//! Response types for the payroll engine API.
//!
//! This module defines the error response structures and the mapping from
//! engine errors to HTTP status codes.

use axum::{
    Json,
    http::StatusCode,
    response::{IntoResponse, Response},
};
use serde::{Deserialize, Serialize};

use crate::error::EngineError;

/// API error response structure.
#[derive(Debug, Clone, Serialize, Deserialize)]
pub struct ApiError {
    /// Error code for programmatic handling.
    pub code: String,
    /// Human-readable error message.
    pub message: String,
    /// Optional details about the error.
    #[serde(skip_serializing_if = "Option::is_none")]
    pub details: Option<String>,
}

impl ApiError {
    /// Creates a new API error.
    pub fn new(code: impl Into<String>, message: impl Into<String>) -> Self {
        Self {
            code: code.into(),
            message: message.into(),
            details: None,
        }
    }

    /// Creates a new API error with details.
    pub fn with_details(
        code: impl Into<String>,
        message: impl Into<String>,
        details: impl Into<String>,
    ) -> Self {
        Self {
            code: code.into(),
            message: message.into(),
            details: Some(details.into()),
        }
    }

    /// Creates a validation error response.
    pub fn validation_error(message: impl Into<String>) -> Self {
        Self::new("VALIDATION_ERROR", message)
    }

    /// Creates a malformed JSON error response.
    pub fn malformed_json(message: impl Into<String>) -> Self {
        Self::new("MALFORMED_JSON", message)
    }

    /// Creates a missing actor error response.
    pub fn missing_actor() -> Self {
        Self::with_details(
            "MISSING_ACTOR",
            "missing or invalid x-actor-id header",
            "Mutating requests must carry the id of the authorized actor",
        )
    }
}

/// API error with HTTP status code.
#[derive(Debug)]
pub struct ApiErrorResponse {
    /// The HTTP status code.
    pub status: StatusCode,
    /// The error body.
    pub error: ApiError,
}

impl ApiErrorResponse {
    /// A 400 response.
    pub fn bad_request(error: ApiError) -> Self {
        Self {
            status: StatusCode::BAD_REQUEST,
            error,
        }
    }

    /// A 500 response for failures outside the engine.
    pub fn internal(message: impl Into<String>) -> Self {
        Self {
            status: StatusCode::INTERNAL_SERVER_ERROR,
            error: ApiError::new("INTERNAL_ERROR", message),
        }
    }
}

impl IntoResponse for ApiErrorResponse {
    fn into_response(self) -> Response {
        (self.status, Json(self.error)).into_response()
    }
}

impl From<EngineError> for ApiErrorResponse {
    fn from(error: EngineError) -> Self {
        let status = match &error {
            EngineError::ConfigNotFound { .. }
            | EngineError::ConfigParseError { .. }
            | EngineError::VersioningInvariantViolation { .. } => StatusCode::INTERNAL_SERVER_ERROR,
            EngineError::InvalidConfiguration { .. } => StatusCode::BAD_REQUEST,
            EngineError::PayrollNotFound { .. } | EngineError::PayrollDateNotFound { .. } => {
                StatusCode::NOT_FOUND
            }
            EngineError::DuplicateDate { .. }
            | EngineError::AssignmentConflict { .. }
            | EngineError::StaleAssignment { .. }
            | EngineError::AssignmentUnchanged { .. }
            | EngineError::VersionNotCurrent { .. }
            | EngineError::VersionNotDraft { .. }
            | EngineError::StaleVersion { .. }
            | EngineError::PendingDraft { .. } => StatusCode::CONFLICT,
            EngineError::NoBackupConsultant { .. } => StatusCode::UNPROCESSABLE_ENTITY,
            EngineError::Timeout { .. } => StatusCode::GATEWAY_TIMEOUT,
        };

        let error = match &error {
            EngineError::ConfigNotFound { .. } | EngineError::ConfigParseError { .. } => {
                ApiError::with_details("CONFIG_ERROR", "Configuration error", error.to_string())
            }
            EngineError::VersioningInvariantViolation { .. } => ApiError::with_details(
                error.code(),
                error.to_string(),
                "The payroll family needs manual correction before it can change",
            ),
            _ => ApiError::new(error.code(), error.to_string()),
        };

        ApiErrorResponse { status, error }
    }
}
# # #
**Required work:** Above are some records; copy each line there that contains "derive".

**Worked solution:**
#[derive(Debug, Clone, Serialize, Deserialize)]
#[derive(Debug)]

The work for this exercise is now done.